42

(Not related to versioning the database schema)

Applications that interfaces with databases often have domain objects that are composed with data from many tables. Suppose the application were to support versioning, in the sense of CVS, for these domain objects.

For some arbitry domain object, how would you design a database schema to handle this requirement? Any experience to share?

4

9 回答 9

22

Think carefully about the requirements for revisions. Once your code-base has pervasive history tracking built into the operational system it will get very complex. Insurance underwriting systems are particularly bad for this, with schemas often running in excess of 1000 tables.

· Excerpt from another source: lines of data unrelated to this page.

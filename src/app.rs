use crate::config;
use crate::core::clock::PlaybackSource;
use crate::game::script::{self, Pattern, StageScript};
use crate::game::stage::{Stage, StageEvent, TargetActor};
use glam::Vec2;
use log::{debug, error, info, warn};
use std::cell::RefCell;
use std::rc::Rc;

/// Stand-in for the audio collaborator. Playback advances in fixed mix-buffer
/// chunks with a constant output latency, so the conductor's position
/// correction (`reported + since_mix - latency`) is exercised exactly as it
/// would be against a real audio backend.
pub struct SimulatedPlayback {
    mixed_position: f32,
    since_mix: f32,
    mix_interval: f32,
    latency: f32,
    playing: bool,
}

impl SimulatedPlayback {
    pub fn new(mix_interval: f32, latency: f32) -> Self {
        Self { mixed_position: 0.0, since_mix: 0.0, mix_interval, latency, playing: false }
    }

    /// Advances wall time. The reported position only moves when a buffer
    /// mix boundary passes; the remainder shows up as `time_since_last_mix`.
    pub fn advance(&mut self, dt: f32) {
        if !self.playing {
            return;
        }
        self.since_mix += dt;
        while self.since_mix >= self.mix_interval {
            self.mixed_position += self.mix_interval;
            self.since_mix -= self.mix_interval;
        }
    }
}

impl PlaybackSource for SimulatedPlayback {
    fn reported_position_seconds(&self) -> f32 {
        self.mixed_position
    }

    fn time_since_last_mix(&self) -> f32 {
        self.since_mix
    }

    fn output_latency(&self) -> f32 {
        self.latency
    }

    fn start(&mut self, offset_seconds: f32) {
        self.mixed_position = offset_seconds;
        self.since_mix = 0.0;
        self.playing = true;
    }

    fn stop(&mut self) {
        self.playing = false;
    }
}

const TARGET_MAX_HEALTH: i32 = 3;
const MERCY_WINDOW: f32 = 1.0;

/// Scripted stand-in for the player: drifts around the field on a fixed
/// curve and soaks damage behind a short mercy window, like the real actor
/// would.
pub struct WanderingTarget {
    center: Vec2,
    position: Vec2,
    age: f32,
    health: i32,
    mercy: f32,
}

impl WanderingTarget {
    pub fn new(center: Vec2) -> Self {
        Self { center, position: center, age: 0.0, health: TARGET_MAX_HEALTH, mercy: 0.0 }
    }

    pub fn integrate(&mut self, dt: f32) {
        self.age += dt;
        self.mercy = (self.mercy - dt).max(0.0);
        // Incommensurate frequencies keep the path from closing on itself.
        self.position = self.center
            + Vec2::new((self.age * 0.83).sin() * 560.0, (self.age * 0.53 + 1.0).sin() * 380.0);
    }

    #[inline(always)]
    pub fn health(&self) -> i32 {
        self.health
    }

    #[inline(always)]
    pub fn defeated(&self) -> bool {
        self.health <= 0
    }
}

impl TargetActor for WanderingTarget {
    fn position(&self) -> Vec2 {
        self.position
    }

    fn apply_damage(&mut self, amount: i32) {
        if self.mercy > 0.0 || self.health <= 0 {
            return;
        }
        self.health -= amount;
        self.mercy = MERCY_WINDOW;
        info!("target hit for {amount}, {} health left", self.health.max(0));
    }
}

fn load_script(config: &config::Config) -> StageScript {
    match &config.stage_script {
        Some(path) => match StageScript::load(path) {
            Ok(script) => {
                info!("Loaded stage script '{path}'");
                script
            }
            Err(e) => {
                // The demo can still run; fall back to the built-in stage.
                error!("Failed to load stage script '{path}': {e}");
                script::vapor()
            }
        },
        None => script::vapor(),
    }
}

#[derive(Default)]
struct RunStats {
    hazards: u64,
    projectiles: u64,
    damage: i64,
}

pub fn run() -> Result<(), Box<dyn std::error::Error>> {
    let config = config::get();
    let script = load_script(&config);
    info!(
        "Stage '{}' ({}): {:.0} bpm, {} beats, {} rules",
        script.title,
        script.artist,
        script.bpm,
        script.song_length_beats,
        script.rules.len()
    );

    let mut stage = Stage::from_script(&script, config.seed)?;
    let stats = Rc::new(RefCell::new(RunStats::default()));
    let sink = Rc::clone(&stats);
    stage.observe(Box::new(move |event| {
        let mut stats = sink.borrow_mut();
        match event {
            StageEvent::HazardSpawned { id, kind, anchor, .. } => {
                stats.hazards += 1;
                debug!("{id} spawned: {kind} at ({:.0}, {:.0})", anchor.x, anchor.y);
            }
            StageEvent::HazardStateChanged { id, state } => {
                debug!("{id} -> {}", state.as_str());
            }
            StageEvent::ProjectileSpawned { .. } => stats.projectiles += 1,
            StageEvent::TargetDamaged { amount } => stats.damage += i64::from(*amount),
        }
    }));

    // 10ms mix buffers and 25ms of output latency, in the range a real
    // audio device would report.
    let mut playback = SimulatedPlayback::new(0.010, 0.025);
    let mut target = WanderingTarget::new(stage.field().center());
    let dt = 1.0 / config.tick_hz as f32;
    let sec_per_beat = 60.0 / script.bpm;

    // Pre-song warm-up: one passive square wave telegraphs while the intro
    // plays out, then the music starts.
    stage.dispatch_pattern(&Pattern::SideSquares { shoot: false }, Some(&target));
    let warmup_ticks = (2.0 * sec_per_beat / dt).ceil() as u32;
    for _ in 0..warmup_ticks {
        target.integrate(dt);
        stage.tick(dt, &playback, Some(&mut target));
    }

    stage.start(&mut playback, 0.0);

    // Fixed-rate loop until the stage winds down, with a hard tick cap in
    // case a script misconfiguration keeps hazards alive forever.
    let song_seconds = script.song_length_beats as f32 * sec_per_beat;
    let max_ticks = ((song_seconds + 30.0) / dt).ceil() as u64;
    let mut ticks: u64 = 0;
    while !stage.finished() && ticks < max_ticks {
        playback.advance(dt);
        target.integrate(dt);
        stage.tick(dt, &playback, Some(&mut target));
        ticks += 1;
        if target.defeated() {
            info!("target defeated at beat {}", stage.beat());
            break;
        }
    }
    stage.stop(&mut playback);
    if ticks >= max_ticks {
        warn!("run loop hit the tick cap before the stage finished");
    }

    let stats = stats.borrow();
    info!(
        "Run complete: {} beats, {} hazards, {} projectiles, {} damage dealt, {:.1}s simulated",
        stage.beat(),
        stats.hazards,
        stats.projectiles,
        stats.damage,
        stage.clock()
    );
    Ok(())
}

#[cfg(test)]
mod tests {
    use super::*;

    #[test]
    fn simulated_playback_quantizes_to_mix_boundaries() {
        let mut playback = SimulatedPlayback::new(0.010, 0.025);
        playback.start(0.0);
        playback.advance(0.0245);
        // Two full 10ms buffers mixed, 4.5ms since the last one.
        assert!((playback.reported_position_seconds() - 0.020).abs() < 1e-6);
        assert!((playback.time_since_last_mix() - 0.0045).abs() < 1e-6);
        assert!((playback.output_latency() - 0.025).abs() < 1e-6);
        // Corrected position: 0.020 + 0.0045 - 0.025 = -0.0005, still before
        // the first beat; the conductor clamps nothing and reports nothing.
        let corrected = playback.reported_position_seconds() + playback.time_since_last_mix()
            - playback.output_latency();
        assert!(corrected < 0.0);
    }

    #[test]
    fn stopped_playback_does_not_advance() {
        let mut playback = SimulatedPlayback::new(0.010, 0.025);
        playback.advance(1.0);
        assert_eq!(playback.reported_position_seconds(), 0.0);
        playback.start(2.5);
        assert_eq!(playback.reported_position_seconds(), 2.5);
        playback.stop();
        playback.advance(1.0);
        assert_eq!(playback.reported_position_seconds(), 2.5);
    }

    #[test]
    fn mercy_window_soaks_repeat_hits() {
        let mut target = WanderingTarget::new(Vec2::new(960.0, 540.0));
        target.apply_damage(1);
        target.apply_damage(1);
        assert_eq!(target.health(), TARGET_MAX_HEALTH - 1, "second hit lands inside mercy");
        target.integrate(MERCY_WINDOW + 0.01);
        target.apply_damage(1);
        assert_eq!(target.health(), TARGET_MAX_HEALTH - 2);
    }
}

Queries also tend to be quite complex and this can lead to performance issues.

If the historical state is really only required for reporting, consider implementing a 'current state' transactional system with a data warehouse structure hanging off the back for tracking history. Slowly Changing Dimensions are a much simpler structure for tracking historical state than trying to embed an ad-hoc history tracking mechanism directly into your operational system.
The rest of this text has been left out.